Table 2Characteristics of Wisconsin dairy farms enrolled in milk quality program stratified by cow housing type.
The BMSCC was less (P < 0.001) and there was a tendency (P = 0.06) for reporting less clinical mastitis for herds housed in freestalls than for herds housed in stallbarns (Table 2). Milkers of stallbarn herds discarded milk for fewer (P < 0.001) days per clinical case of mastitis than did milkers in herds housed in freestalls. Farmers using freestall facilities received higher (P < 0.001) milk prices than farmers using stallbarns (Table 2).
For herds enrolled in DHI, indices of individual cow SCC (first-lactation SCS, second and greater lactation SCS, and percentage of cows with SCS > 4) did not differ based on facility type (Table 2). Total number of cows culled per month was not different between herds using freestalls or stallbarns, but a tendency (P = 0.07) was detected for owners of herds housed in stallbarns to report mastitis as a culling reason more often than for owners of freestalls (Table 2).

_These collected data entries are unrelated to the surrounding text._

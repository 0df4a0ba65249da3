//! Storage capability surface and the backend registry.
//!
//! A backend exposes exactly four operations over a layer database: get,
//! set, unset and list. The registry maps each [`BackendKind`] to at most
//! one live backend instance, opened lazily the first time any layer
//! references it. A failed open fails only the request that triggered it;
//! later requests retry. Teardown drops every loaded backend exactly once
//! and is a no-op when repeated.

use std::collections::HashMap;
use std::fmt;

use camino::{Utf8Path, Utf8PathBuf};
use thiserror::Error;
use tracing::debug;

use buxton_config::BackendKind;
use buxton_proto::{Label, Value};

use crate::memory::MemoryBackend;
use crate::persistent::PersistentBackend;

const REGISTRY_TARGET: &str = concat!(env!("CARGO_PKG_NAME"), "::registry");

/// Identity of one layer database: the layer name plus, for user layers,
/// the owning uid.
#[derive(Debug, Clone, PartialEq, Eq, Hash)]
pub struct DbId {
    /// Layer name.
    pub layer: String,
    /// Owning uid; `None` for system layers.
    pub uid: Option<u32>,
}

impl DbId {
    /// Builds a database identity.
    #[must_use]
    pub fn new(layer: impl Into<String>, uid: Option<u32>) -> Self {
        Self {
            layer: layer.into(),
            uid,
        }
    }

    /// Returns the database file name for persistent backends:
    /// `<layer>.db`, or `<layer>-<uid>.db` for user layers.
    #[must_use]
    pub fn file_name(&self) -> String {
        match self.uid {
            Some(uid) => format!("{}-{uid}.db", self.layer),
            None => format!("{}.db", self.layer),
        }
    }
}

impl fmt::Display for DbId {
    fn fmt(&self, formatter: &mut fmt::Formatter<'_>) -> fmt::Result {
        match self.uid {
            Some(uid) => write!(formatter, "{}-{uid}", self.layer),
            None => formatter.write_str(&self.layer),
        }
    }
}

/// A `(group, name?)` pair addressing a record inside one layer database.
///
/// A key without a name is the group sentinel.
#[derive(Debug, Clone, PartialEq, Eq, Hash, PartialOrd, Ord)]
pub struct StoredKey {
    /// Group name.
    pub group: String,
    /// Value name; `None` for the group sentinel.
    pub name: Option<String>,
}

impl StoredKey {
    /// Builds a key addressing a named value.
    #[must_use]
    pub fn value(group: impl Into<String>, name: impl Into<String>) -> Self {
        Self {
            group: group.into(),
            name: Some(name.into()),
        }
    }

    /// Builds a key addressing a group sentinel.
    #[must_use]
    pub fn group(group: impl Into<String>) -> Self {
        Self {
            group: group.into(),
            name: None,
        }
    }
}

impl fmt::Display for StoredKey {
    fn fmt(&self, formatter: &mut fmt::Formatter<'_>) -> fmt::Result {
        match &self.name {
            Some(name) => write!(formatter, "{}:{name}", self.group),
            None => formatter.write_str(&self.group),
        }
    }
}

/// A stored value together with its access-control label.
#[derive(Debug, Clone, PartialEq)]
pub struct StoredRecord {
    /// The value.
    pub value: Value,
    /// Label governing access to the value.
    pub label: Label,
}

/// Errors surfaced by storage backends.
#[derive(Debug, Error)]
pub enum BackendError {
    /// A database file could not be opened or created.
    #[error("failed to open database '{path}': {message}")]
    Open { path: Utf8PathBuf, message: String },
    /// An operation against an open database failed.
    #[error("storage failure on '{db}': {message}")]
    Storage { db: String, message: String },
    /// A stored record did not round-trip through the record codec.
    #[error("corrupt record for '{key}' in '{db}'")]
    CorruptRecord { db: String, key: String },
}

impl BackendError {
    /// Builds a storage error from any displayable source.
    #[must_use]
    pub fn storage(db: &DbId, message: impl fmt::Display) -> Self {
        Self::Storage {
            db: db.to_string(),
            message: message.to_string(),
        }
    }
}

/// The four storage capabilities every backend provides.
///
/// Teardown is the fifth, implicit capability: dropping a backend releases
/// every database it opened.
pub trait StorageBackend: Send {
    /// Reads one record.
    fn get(&mut self, db: &DbId, key: &StoredKey) -> Result<Option<StoredRecord>, BackendError>;

    /// Writes one record, replacing any previous value and label.
    fn set(
        &mut self,
        db: &DbId,
        key: &StoredKey,
        value: Value,
        label: Label,
    ) -> Result<(), BackendError>;

    /// Removes records.
    ///
    /// Removing a named value removes that record alone. Removing a group
    /// sentinel removes the sentinel and every member of the group in one
    /// atomic step. Returns the keys actually removed.
    fn unset(&mut self, db: &DbId, key: &StoredKey) -> Result<Vec<StoredKey>, BackendError>;

    /// Enumerates every key in the database.
    fn list(&mut self, db: &DbId) -> Result<Vec<StoredKey>, BackendError>;
}

/// Lazily populated map from backend kind to live backend instance.
pub struct BackendRegistry {
    db_root: Utf8PathBuf,
    loaded: HashMap<BackendKind, Box<dyn StorageBackend>>,
}

impl BackendRegistry {
    /// Creates a registry rooted at the given database directory.
    #[must_use]
    pub fn new(db_root: impl Into<Utf8PathBuf>) -> Self {
        Self {
            db_root: db_root.into(),
            loaded: HashMap::new(),
        }
    }

    /// Returns the database root directory.
    #[must_use]
    pub fn db_root(&self) -> &Utf8Path {
        self.db_root.as_path()
    }

    /// Returns the backend for `kind`, opening it on first reference.
    ///
    /// # Errors
    ///
    /// Returns [`BackendError`] when the backend cannot be initialised; the
    /// registry stays unpopulated so the next request retries.
    pub fn backend_for(
        &mut self,
        kind: BackendKind,
    ) -> Result<&mut (dyn StorageBackend + 'static), BackendError> {
        if !self.loaded.contains_key(&kind) {
            let backend: Box<dyn StorageBackend> = match kind {
                BackendKind::Memory => Box::new(MemoryBackend::new()),
                BackendKind::Persistent => Box::new(PersistentBackend::new(self.db_root.clone())?),
            };
            debug!(target: REGISTRY_TARGET, backend = %kind, "backend loaded");
            self.loaded.insert(kind, backend);
        }
        // The entry was just inserted when absent.
        self.loaded
            .get_mut(&kind)
            .map(Box::as_mut)
            .ok_or_else(move || BackendError::Storage {
                db: kind.to_string(),
                message: "backend vanished from registry".to_string(),
            })
    }

    /// Drops every loaded backend. Calling this twice is a no-op.
    pub fn teardown(&mut self) {
        if !self.loaded.is_empty() {
            debug!(
                target: REGISTRY_TARGET,
                count = self.loaded.len(),
                "tearing down backends"
            );
        }
        self.loaded.clear();
    }
}

impl fmt::Debug for BackendRegistry {
    fn fmt(&self, formatter: &mut fmt::Formatter<'_>) -> fmt::Result {
        formatter
            .debug_struct("BackendRegistry")
            .field("db_root", &self.db_root)
            .field("loaded", &self.loaded.keys().collect::<Vec<_>>())
            .finish()
    }
}

#[cfg(test)]
mod tests {
    use super::*;

    #[test]
    fn db_file_names_carry_the_uid_suffix_for_user_layers() {
        assert_eq!(DbId::new("base", None).file_name(), "base.db");
        assert_eq!(DbId::new("desktop", Some(1000)).file_name(), "desktop-1000.db");
    }

    #[test]
    fn registry_loads_each_backend_once() {
        let dir = tempfile::tempdir().expect("tempdir");
        let root = Utf8PathBuf::from_path_buf(dir.path().to_path_buf()).expect("utf8");
        let mut registry = BackendRegistry::new(root);

        let db = DbId::new("base", None);
        let key = StoredKey::group("net");
        registry
            .backend_for(BackendKind::Memory)
            .expect("load memory backend")
            .set(&db, &key, Value::String("v".into()), Label::default())
            .expect("set");

        // A second reference sees the same instance and therefore the data.
        let record = registry
            .backend_for(BackendKind::Memory)
            .expect("cached memory backend")
            .get(&db, &key)
            .expect("get");
        assert!(record.is_some());
    }

    #[test]
    fn teardown_twice_is_a_no_op() {
        let dir = tempfile::tempdir().expect("tempdir");
        let root = Utf8PathBuf::from_path_buf(dir.path().to_path_buf()).expect("utf8");
        let mut registry = BackendRegistry::new(root);
        registry.backend_for(BackendKind::Memory).expect("load");
        registry.teardown();
        registry.teardown();
    }
}
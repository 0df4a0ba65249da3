//! Command-line argument definitions for `buxtonctl`.

use camino::Utf8PathBuf;
use clap::{Args, Parser, Subcommand};

use buxton_proto::DataType;

/// Command-line interface for the Buxton configuration database.
#[derive(Debug, Parser)]
#[command(name = "buxtonctl", version, about)]
pub struct Cli {
    /// Operate on the database in-process instead of through the daemon.
    /// Requires root.
    #[arg(long, global = true)]
    pub direct: bool,
    /// Layer-configuration file (direct mode).
    #[arg(long, global = true, value_name = "PATH")]
    pub config: Option<Utf8PathBuf>,
    /// Database root directory (direct mode).
    #[arg(long, global = true, value_name = "DIR")]
    pub db_root: Option<Utf8PathBuf>,
    /// Daemon socket path.
    #[arg(long, global = true, value_name = "PATH")]
    pub socket: Option<Utf8PathBuf>,
    #[command(subcommand)]
    pub command: Command,
}

/// One `buxtonctl` operation.
#[derive(Debug, Subcommand)]
pub enum Command {
    /// Retrieve a string value.
    GetString(GetArgs),
    /// Retrieve an int32 value.
    GetInt32(GetArgs),
    /// Retrieve a uint32 value.
    GetUint32(GetArgs),
    /// Retrieve an int64 value.
    GetInt64(GetArgs),
    /// Retrieve a uint64 value.
    GetUint64(GetArgs),
    /// Retrieve a float value.
    GetFloat(GetArgs),
    /// Retrieve a double value.
    GetDouble(GetArgs),
    /// Retrieve a boolean value.
    GetBool(GetArgs),
    /// Set a string value.
    SetString(SetArgs),
    /// Set an int32 value.
    SetInt32(SetArgs),
    /// Set a uint32 value.
    SetUint32(SetArgs),
    /// Set an int64 value.
    SetInt64(SetArgs),
    /// Set a uint64 value.
    SetUint64(SetArgs),
    /// Set a float value.
    SetFloat(SetArgs),
    /// Set a double value.
    SetDouble(SetArgs),
    /// Set a boolean value.
    SetBool(SetArgs),
    /// Remove a single value.
    UnsetValue(UnsetArgs),
    /// Print the label on a group or value.
    GetLabel(GetLabelArgs),
    /// Replace the label on a group or value.
    SetLabel(SetLabelArgs),
    /// Create a group.
    CreateGroup(CreateGroupArgs),
    /// Remove a group and every key beneath it.
    RemoveGroup(GroupArgs),
    /// List the keys of a layer.
    ListKeys(ListArgs),
}

impl Command {
    /// Returns the value type a typed get/set subcommand operates on.
    #[must_use]
    pub fn data_type(&self) -> Option<DataType> {
        match self {
            Self::GetString(_) | Self::SetString(_) => Some(DataType::String),
            Self::GetInt32(_) | Self::SetInt32(_) => Some(DataType::Int32),
            Self::GetUint32(_) | Self::SetUint32(_) => Some(DataType::Uint32),
            Self::GetInt64(_) | Self::SetInt64(_) => Some(DataType::Int64),
            Self::GetUint64(_) | Self::SetUint64(_) => Some(DataType::Uint64),
            Self::GetFloat(_) | Self::SetFloat(_) => Some(DataType::Float),
            Self::GetDouble(_) | Self::SetDouble(_) => Some(DataType::Double),
            Self::GetBool(_) | Self::SetBool(_) => Some(DataType::Boolean),
            _ => None,
        }
    }
}

/// Target of a typed read.
#[derive(Debug, Args)]
pub struct GetArgs {
    /// Read from this layer only; omit to resolve across layers.
    #[arg(long, value_name = "LAYER")]
    pub layer: Option<String>,
    /// Group holding the value.
    pub group: String,
    /// Name of the value.
    pub name: String,
}

/// Target and payload of a typed write.
#[derive(Debug, Args)]
pub struct SetArgs {
    /// Layer to write into.
    pub layer: String,
    /// Group holding the value.
    pub group: String,
    /// Name of the value.
    pub name: String,
    /// New value, parsed as the subcommand's type.
    pub value: String,
}

/// Target of a value removal.
#[derive(Debug, Args)]
pub struct UnsetArgs {
    /// Layer to remove from.
    pub layer: String,
    /// Group holding the value.
    pub group: String,
    /// Name of the value.
    pub name: String,
}

/// Target of a label read.
#[derive(Debug, Args)]
pub struct GetLabelArgs {
    /// Read from this layer only; omit to resolve across layers.
    #[arg(long, value_name = "LAYER")]
    pub layer: Option<String>,
    /// Group to inspect.
    pub group: String,
    /// Value to inspect; omit for the group itself.
    pub name: Option<String>,
}

/// Target and payload of a label replacement.
#[derive(Debug, Args)]
pub struct SetLabelArgs {
    /// Layer holding the target.
    pub layer: String,
    /// Group to relabel.
    pub group: String,
    /// The new label.
    pub label: String,
    /// Relabel this value instead of the group itself.
    #[arg(long, value_name = "NAME")]
    pub name: Option<String>,
}

/// Target of a group creation.
#[derive(Debug, Args)]
pub struct CreateGroupArgs {
    /// Layer to create the group in.
    pub layer: String,
    /// Name of the new group.
    pub group: String,
    /// Label for the new group; defaults to the floor label.
    #[arg(long, value_name = "LABEL")]
    pub label: Option<String>,
}

/// Target of a group removal.
#[derive(Debug, Args)]
pub struct GroupArgs {
    /// Layer holding the group.
    pub layer: String,
    /// Name of the group.
    pub group: String,
}

/// Layer whose keys to enumerate.
#[derive(Debug, Args)]
pub struct ListArgs {
    /// Layer to enumerate.
    pub layer: String,
}

#[cfg(test)]
mod tests {
    use clap::Parser;
    use rstest::rstest;

    use super::*;

    #[test]
    fn parses_typed_set() {
        let cli = Cli::parse_from(["buxtonctl", "set-int32", "base", "net", "mtu", "1500"]);
        assert_eq!(cli.command.data_type(), Some(DataType::Int32));
        let Command::SetInt32(args) = cli.command else {
            panic!("expected set-int32");
        };
        assert_eq!(args.layer, "base");
        assert_eq!(args.group, "net");
        assert_eq!(args.name, "mtu");
        assert_eq!(args.value, "1500");
    }

    #[test]
    fn get_layer_is_optional() {
        let cli = Cli::parse_from(["buxtonctl", "get-string", "net", "hostname"]);
        let Command::GetString(args) = cli.command else {
            panic!("expected get-string");
        };
        assert_eq!(args.layer, None);

        let cli = Cli::parse_from([
            "buxtonctl",
            "get-string",
            "--layer",
            "base",
            "net",
            "hostname",
        ]);
        let Command::GetString(args) = cli.command else {
            panic!("expected get-string");
        };
        assert_eq!(args.layer.as_deref(), Some("base"));
    }

    #[test]
    fn direct_flag_is_global() {
        let cli = Cli::parse_from(["buxtonctl", "list-keys", "base", "--direct"]);
        assert!(cli.direct);
    }

    #[rstest]
    #[case::missing_value(&["buxtonctl", "set-int32", "base", "net", "mtu"])]
    #[case::unknown_subcommand(&["buxtonctl", "set-int128", "base", "net", "mtu", "1"])]
    #[case::missing_layer(&["buxtonctl", "unset-value", "net"])]
    fn rejects_malformed_invocations(#[case] argv: &[&str]) {
        assert!(Cli::try_parse_from(argv).is_err());
    }

    #[test]
    fn set_label_targets_the_group_by_default() {
        let cli = Cli::parse_from(["buxtonctl", "set-label", "base", "net", "System"]);
        let Command::SetLabel(args) = cli.command else {
            panic!("expected set-label");
        };
        assert_eq!(args.label, "System");
        assert_eq!(args.name, None);
    }
}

Fewer (P < 0.001) herds housed in stallbarns were milked more than twice daily (Table 3). The number of milkings per day was not associated with BMSCC or the prevalence of subclinical mastitis. Freestall herds that milked cows 3 times daily reported reduced (P < 0.05) estimated monthly rate of clinical mastitis (4%) compared with freestall herds that milked twice daily (8%). Overall, recommended milking practices such as forestripping, use of predip, and individual single-service towels to dry cows were highly adopted (Table 3). Few farmers reported that they washed udders (rather than predipping) before milking (8.4%) or hand-stripped after machine removal (4.5%). In stallbarn herds, a tendency (P = 0.09) was detected for greater bacterial counts (10,335 cfu/mL) when cows were pre-dipped than when predipping did not occur (3843 cfu/mL). Counts of Staph. aureus bacteria were greater (773 cfu/mL) in bulk tank milk of stallbarn herds that did not predip than in those that did predip (238 cfu/mL; P < 0.05).
Adoption of milking management practices was markedly different based on facility (Table 3). Herds using freestalls were more (P < 0.001) likely to have milking systems analyzed during milking and to use a complete milking routine. Use of recommended pre-milking practices (forestripping and predipping) was less frequently adopted for operators of stallbarns (Table 3). Most herd managers reported the use of individual paper or cloth towel to dry udders, but some (7.3%) reported the use of 1 towel to dry 2 cows. Operators of stallbarn herds wore gloves and removed udder hair less (P < 0.01) frequently than operators of freestall herds (Table 3).
Overall, usage of standardized protocols and training programs were limited and adoption of these practices was much less (P < 0.001) frequent for operators of stallbarns (Table 3). Training of milking personnel was infrequent. Overall frequency of training was reported as frequent (17.1%), at hiring (43.3%), or never (39.6%).
Approximately one-half of the herds reported recording clinical cases of mastitis, but operators of freestall herds were 2-fold more likely to record clinical mastitis than were operators of stallbarns (Table 3). Only a small percentage of herds reported culturing all cases of clinical mastitis. All clinical cases, selected clinical cases, and no clinical cases were cultured in 12.4, 64.6, and 23.3% of the herds, respectively. Operators of freestall herds were more (P < 0.05) likely to culture all clinical cases than were operators of stallbarn herds. Bulk milk cultures and Mycoplasma detection were performed more (P < 0.001) frequently in freestall herds (Table 3). Approximately one-fourth of the herds (26.2%) had never submitted a bulk milk culture.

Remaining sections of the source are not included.